Hope For Infertile Men

by William Cutrer, M.D. and Sandra Glahn, Th.M.

Cigar, the retired Kentucky Derby winner, earned $9,999,815 during his legendary thoroughbred race career. But then he was discovered to be sterile. If he had been fertile, he’d be making $50,000+ in stud fees per effort. Animal husbandry research, driven by the desire for financial gain in cases such as this, has brought us numerous advancements in treating human fertility problems. In the last decade, we have seen particular progress in the treatment of male infertility, which had lagged behind treatment for female infertility.

Let’s say a husband has a very low sperm count, his specimen contains some normal motile sperm. What options are available and ethically permissable? For those who believe they must connect the sex act with conception, there aren’t any good options.

However, for those who believe technology can be employed, there are some possibilities, which would include these high tech micromanipulation procedures.

Intracytoplasmic Sperm Injection (ICSI)

Consider the chicken egg. It has an easily recognizable shell, an egg white, and the yolk. Likewise, the microscopic human egg has a “shell,” a material called cytoplasm (like the egg white), and a nucleus (like the yolk). While the human shell is not hard like the chicken egg, its “shell” cells are denser. And as a woman ages, her remaining eggs usually develop with increasingly tougher “shells.”

To aid husbands with low sperm counts or whose sperm have difficult penetrating the egg, we have ICSI. This involves injecting a single human sperm into a human egg by piercing the shell with a specially prepared microscopic needle. Specialists retrieve maturing eggs from the woman, and they obtain sperm from the male. The embryologist then selects and loads a single healthy-looking sperm into the micro-injecting apparatus.

Having loaded it into the needle, the embryologist stabilizes the egg under the microscope and pierces the “shell.” The sperm is then injected directly into the cytoplasm. From this point, the genetic material of the sperm must align with the egg’s. In a complex series of events, the egg “knows” penetration has occurred, and the genetic material of the egg, located in the nucleus, unravels and aligns with the male’s chromosomes. Only then has a unique individual emerged.

With ICSI doctors have absolute control of number of embryos replaced, so we face no worries about unintended multiple pregnancies, nor must couples face the decision of whether or not to cryopreserve (freeze) “extra” embryos. They also do not face the question of pregnancy reduction.

ROSNI (Round Spermatic Nuclear Injection)

Some men have a zero sperm count but still make sperm… sound impossible? Not really. The “plumbing”— the tubes that bring the sperm from the testicle to be delivered—can fail to develop properly. A key part of the tubing called the vas deferens can fail to develop at all, leaving sperm forever in the testicle to die and dissolve. But, now we can access these sperm with biopsy or even surgery on the testicle to obtain it for use in ICSI or ROSNI.
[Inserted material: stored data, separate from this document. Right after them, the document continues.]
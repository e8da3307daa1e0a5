//! Shared HTTP plumbing for the AccuWeather-compatible endpoints.

use std::time::Duration;

use reqwest::Client;
use routecast_core::{NetworkError, ReqwestErrorExt};
use serde::de::DeserializeOwned;

use crate::error::ProviderError;

pub const DEFAULT_BASE_URL: &str = "http://dataservice.accuweather.com";
pub const REQUEST_TIMEOUT_SECS: u64 = 10;
const USER_AGENT: &str = concat!("Routecast/", env!("CARGO_PKG_VERSION"));

/// Endpoint settings shared by the geocoder and the forecast provider.
#[derive(Clone)]
pub struct ApiSettings {
    pub base_url: String,
    pub api_key: String,
    pub timeout: Duration,
    pub metric: bool,
}

impl ApiSettings {
    pub fn new(api_key: impl Into<String>) -> Self {
        Self {
            base_url: DEFAULT_BASE_URL.to_string(),
            api_key: api_key.into(),
            timeout: Duration::from_secs(REQUEST_TIMEOUT_SECS),
            metric: true,
        }
    }

    pub fn with_base_url(mut self, base_url: impl Into<String>) -> Self {
        self.base_url = base_url.into().trim_end_matches('/').to_string();
        self
    }

    pub fn with_timeout(mut self, timeout: Duration) -> Self {
        self.timeout = timeout;
        self
    }

    pub fn with_metric(mut self, metric: bool) -> Self {
        self.metric = metric;
        self
    }

    pub(crate) fn build_client(&self) -> Result<Client, ProviderError> {
        Client::builder()
            .timeout(self.timeout)
            .user_agent(USER_AGENT)
            .build()
            .map_err(|e| ProviderError::new("http client", e.into_network_error()))
    }
}

impl std::fmt::Debug for ApiSettings {
    fn fmt(&self, f: &mut std::fmt::Formatter<'_>) -> std::fmt::Result {
        f.debug_struct("ApiSettings")
            .field("base_url", &self.base_url)
            .field("api_key", &"<redacted>")
            .field("timeout", &self.timeout)
            .field("metric", &self.metric)
            .finish()
    }
}

/// Send a request and decode a JSON body, mapping every failure to `ProviderError`.
pub(crate) async fn get_json<T: DeserializeOwned>(
    request: reqwest::RequestBuilder,
    context: &str,
) -> Result<T, ProviderError> {
    let response = request
        .send()
        .await
        .map_err(|e| ProviderError::new(context, e.into_network_error()))?;

    let status = response.status();
    if !status.is_success() {
        let text = response.text().await.unwrap_or_default();
        tracing::warn!(%status, "{}: upstream returned an error status", context);
        return Err(ProviderError::new(
            context,
            NetworkError::from_status(status.as_u16(), truncate(&text, 200)),
        ));
    }

    let body = response
        .bytes()
        .await
        .map_err(|e| ProviderError::new(context, e.into_network_error()))?;

    serde_json::from_slice(&body).map_err(|e| ProviderError::malformed(context, e.to_string()))
}

fn truncate(text: &str, max: usize) -> String {
    match text.char_indices().nth(max) {
        Some((idx, _)) => format!("{}...", &text[..idx]),
        None => text.to_string(),
    }
}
With ROSNI, doctors obtains immature sperm by needle aspiration via whatever part of the male tubular system has developed. They can then inject the immature sperm into the “egg” using a micromanipulative procedure, much as described in ICSI.

Doctors recommend this procedure for the husband with essentially no chance of producing a biological child otherwise. Using ROSNI, physicians fertilize eggs individually. Thus, as with ICSI, the issues of high order multiples, embryo reduction, and cryopreservation do not come into play.

So far, there is no evidence of birth defects associated with these procedures.

But they do raise some other questions: Is it acceptable to separate procreation from sexual functioning? Should it concern us that an embryologists are the ones to choose half the genetic input of a human being based on a sperm’s visual characteristics? For many sincere believers, these dilemmas are insurmountable; for others they present only minor concerns.

Both groups acknowledge the ultimate sovereignty of God over human creation: Your eyes beheld my unformed substance. In your book were written all the days that were formed for me, when none of them as yet existed (Psalm 139:16).

Again, the problem of using medical science in a situation where natural procreation can never occur may not fit your theological system. Yet ethically speaking, the sperm is the husbands (though obtaining it is quite difficult). The eggs are the wife’s, so we have not gone outside the marriage. And we have accomplished the good goal of trying to produce offspring for two people whom God has joined together.